The Personalist Project

On owning and not owning our property

One of the sharpest differences between the political left and right is their respective views of private property. For the (extreme) left, it's the root of social evil, the cause of social conflict. For the (extreme) right it's sacred and absolute.

For the Church, of course, it's neither/nor.

Just as we are, as individuals, radically our own, and yet, almost constituted by our relation to others and fulfilled only by making a sincere gift of ourselves in love, our property both belongs to us and is destined for others.

This came home to me in a new way visiting some of the great English estates this month. We toured Alnwick Castle, ancient seat of the Dukes of Northumberland.

Its library was particularly impressive, both because of the magnificent collection of books (a first edition of Paradise Lost, for instance, signed by the author) that filled its sumptous shelves, and because it also had a TV and a Fussball table, family photos, and drinks set out on the sideboard. The Duke's family had gathered there the evening before. It's their den, really—where they hang out together.

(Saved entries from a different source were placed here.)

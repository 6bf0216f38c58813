//! Variable-width integer sequences and their lifting into the scalar field.
//!
//! A [`Sequence`] describes a contiguous caller-owned buffer of little-endian
//! integers of a common byte width. Unsigned elements are zero-extended and
//! reduced modulo the group order; signed elements are read as
//! two's-complement, so a negative value `e` lifts to `ℓ − |e|`.

use curve25519_dalek::scalar::Scalar;

/// Widest supported element, matching the scalar encoding width.
pub const MAX_ELEMENT_NBYTES: usize = 32;

/// Widest supported signed element.
pub const MAX_SIGNED_ELEMENT_NBYTES: usize = 16;

/// A borrowed sequence of fixed-width little-endian integers.
#[derive(Clone, Copy, Debug)]
pub struct Sequence<'a> {
    data: &'a [u8],
    element_nbytes: usize,
    is_signed: bool,
}

impl<'a> Sequence<'a> {
    /// Wraps a raw buffer as a sequence of `element_nbytes`-wide integers.
    ///
    /// Panics on an unsupported width or a buffer that is not a whole number
    /// of elements; both indicate caller misuse.
    pub fn new(data: &'a [u8], element_nbytes: usize, is_signed: bool) -> Self {
        assert!(
            (1..=MAX_ELEMENT_NBYTES).contains(&element_nbytes),
            "element width must be between 1 and 32 bytes"
        );
        assert!(
            element_nbytes.is_power_of_two(),
            "element width must be a power of two"
        );
        assert!(
            !is_signed || element_nbytes <= MAX_SIGNED_ELEMENT_NBYTES,
            "signed elements are limited to 16 bytes"
        );
        assert!(
            data.len() % element_nbytes == 0,
            "data length must be a multiple of the element width"
        );
        Self {
            data,
            element_nbytes,
            is_signed,
        }
    }

    /// An unsigned sequence.
    pub fn unsigned(data: &'a [u8], element_nbytes: usize) -> Self {
        Self::new(data, element_nbytes, false)
    }

    /// A two's-complement signed sequence.
    pub fn signed(data: &'a [u8], element_nbytes: usize) -> Self {
        Self::new(data, element_nbytes, true)
    }

    /// Number of elements.
    pub fn len(&self) -> usize {
        self.data.len() / self.element_nbytes
    }

    pub fn is_empty(&self) -> bool {
        self.data.is_empty()
    }

    pub fn element_nbytes(&self) -> usize {
        self.element_nbytes
    }

    pub fn is_signed(&self) -> bool {
        self.is_signed
    }

    /// The underlying little-endian bytes.
    pub fn raw_data(&self) -> &'a [u8] {
        self.data
    }

    /// Lifts the `index`-th element into the scalar field.
    pub fn scalar(&self, index: usize) -> Scalar {
        let width = self.element_nbytes;
        lift(&self.data[index * width..(index + 1) * width], self.is_signed)
    }

    /// Lifts every element, in order.
    pub fn scalars(&self) -> impl Iterator<Item = Scalar> + 'a {
        let is_signed = self.is_signed;
        self.data
            .chunks_exact(self.element_nbytes)
            .map(move |chunk| lift(chunk, is_signed))
    }

    /// Narrow fast path: the raw machine words of an unsigned sequence whose
    /// width fits in a `u64`. The MSM engine buckets these directly instead
    /// of materializing a scalar per element.
    pub(crate) fn as_u64_words(&self) -> Option<impl Iterator<Item = u64> + 'a> {
        if self.is_signed || self.element_nbytes > 8 {
            return None;
        }
        let width = self.element_nbytes;
        Some(self.data.chunks_exact(width).map(move |chunk| {
            let mut le = [0u8; 8];
            le[..width].copy_from_slice(chunk);
            u64::from_le_bytes(le)
        }))
    }
}

fn lift(chunk: &[u8], is_signed: bool) -> Scalar {
    if is_signed {
        return lift_signed(chunk);
    }
    let mut le = [0u8; 32];
    le[..chunk.len()].copy_from_slice(chunk);
    Scalar::from_bytes_mod_order(le)
}

fn lift_signed(chunk: &[u8]) -> Scalar {
    let width = chunk.len();
    let mut le = [0u8; 16];
    le[..width].copy_from_slice(chunk);
    let magnitude = u128::from_le_bytes(le);
    if chunk[width - 1] & 0x80 == 0 {
        return Scalar::from(magnitude);
    }
    // Two's-complement negation within the element width; the sign bit
    // guarantees magnitude != 0, so the absolute value fits the width.
    let width_mask = if width == 16 {
        u128::MAX
    } else {
        (1u128 << (8 * width)) - 1
    };
    let absolute = ((!magnitude) & width_mask).wrapping_add(1);
    -Scalar::from(absolute)
}

#[cfg(test)]
mod tests {
    use super::*;

    #[test]
    fn unsigned_elements_zero_extend() {
        let data: Vec<u8> = vec![1, 2, 0xff];
        let sequence = Sequence::unsigned(&data, 1);
        assert_eq!(sequence.len(), 3);
        assert_eq!(sequence.scalar(0), Scalar::from(1u64));
        assert_eq!(sequence.scalar(1), Scalar::from(2u64));
        assert_eq!(sequence.scalar(2), Scalar::from(255u64));
    }

    #[test]
    fn wide_unsigned_elements_reduce_modulo_the_group_order() {
        // 2^256 - 1 reduces, it does not panic.
        let data = [0xffu8; 32];
        let sequence = Sequence::unsigned(&data, 32);
        let expected = Scalar::from_bytes_mod_order([0xffu8; 32]);
        assert_eq!(sequence.scalar(0), expected);
    }

    #[test]
    fn signed_negative_elements_wrap_to_the_scalar_field() {
        for width in [1usize, 2, 4, 8, 16] {
            // -1 at every width is ℓ - 1.
            let data = vec![0xffu8; width];
            let sequence = Sequence::signed(&data, width);
            assert_eq!(sequence.scalar(0), -Scalar::from(1u64), "width {width}");
        }
    }

    #[test]
    fn signed_minimum_value_lifts_correctly() {
        // i16::MIN = -32768.
        let data = (-32768i16).to_le_bytes();
        let sequence = Sequence::signed(&data, 2);
        assert_eq!(sequence.scalar(0), -Scalar::from(32768u64));

        // i128::MIN = -2^127.
        let data = i128::MIN.to_le_bytes();
        let sequence = Sequence::signed(&data, 16);
        assert_eq!(sequence.scalar(0), -Scalar::from(1u128 << 127));
    }

    #[test]
    fn signed_and_unsigned_agree_on_non_negative_values() {
        let values: Vec<i32> = vec![0, 1, 7, 1 << 20, i32::MAX];
        let data: Vec<u8> = values.iter().flat_map(|v| v.to_le_bytes()).collect();
        let signed = Sequence::signed(&data, 4);
        let unsigned = Sequence::unsigned(&data, 4);
        let lhs: Vec<Scalar> = signed.scalars().collect();
        let rhs: Vec<Scalar> = unsigned.scalars().collect();
        assert_eq!(lhs, rhs);
    }

    #[test]
    fn narrow_words_match_scalar_lifting() {
        let values: Vec<u32> = vec![0, 1, 42, u32::MAX];
        let data: Vec<u8> = values.iter().flat_map(|v| v.to_le_bytes()).collect();
        let sequence = Sequence::unsigned(&data, 4);
        let words: Vec<u64> = sequence.as_u64_words().expect("narrow path").collect();
        for (word, scalar) in words.iter().zip(sequence.scalars()) {
            assert_eq!(Scalar::from(*word), scalar);
        }
    }

    #[test]
    fn signed_sequences_have_no_narrow_path() {
        let data = [0u8; 8];
        assert!(Sequence::signed(&data, 4).as_u64_words().is_none());
        assert!(Sequence::unsigned(&data, 4).as_u64_words().is_some());
    }

    #[test]
    #[should_panic(expected = "power of two")]
    fn rejects_widths_that_are_not_powers_of_two() {
        let data = [0u8; 6];
        let _ = Sequence::unsigned(&data, 3);
    }

    #[test]
    #[should_panic(expected = "signed elements are limited")]
    fn rejects_wide_signed_elements() {
        let data = [0u8; 32];
        let _ = Sequence::signed(&data, 32);
    }

    #[test]
    #[should_panic(expected = "multiple of the element width")]
    fn rejects_ragged_buffers() {
        let data = [0u8; 7];
        let _ = Sequence::unsigned(&data, 2);
    }
}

Sunday we visited Blenheim Palace. It was given by Queen Anne to John Churchill, Duke of Marlborough, to commemorate his victory over Louis XIV at Blenheim. It is the birthplace of Winston Churchill, whose father was younger brother to the 8th Duke. Its size and splendor can hardly be conceived, never mind absorbed.

What particularly struck us was this double aspect: that it's a private home and that the family who own it consider it a public trust. It's theirs and not theirs. It was crawling with visitors. It was arranged to be able to receive huge crowds on a daily basis. For a modest membership fee, locals can go as often as they like and use its magnificent grounds as a park. At the end of the tour of the state rooms, visitors watch a video of the present Duke, wherein he welcomes everyone to the palace and makes more than clear that he understands himself to be its custodian, not really its owner. It belongs to everyone. 

You get a correlative impression from the local people. They project a definite sense of ownership and belonging to the palace. They take pride in it. They have a real affection for the Duke and his family.

We have nothing like this in America, really, do we? We have public spaces and private spaces, but nothing so mixed.

It occurs to me that this makes it harder for us to grasp intuitively this mystery of personal existence: our essential self-possession and our essential orientation toward others.  It also makes it harder for us to grasp the social teaching of the Church regarding private property. We don't understand that it can be both ours and not ours. Being rich doesn't mean being able to do whatever I want—after all it's my money; I earned it—rather it means being responsible to serve in a particular way.

If the Duke were to close Blenheim Castle to visitors, and sell its artwork to fund a lavish personal lifestyle, we would think he was acting badly, wouldn't we? Similarly, unless we realize that everything we have is a gift, entrusted to us to use for the good of all, we have a disordered relation to our property.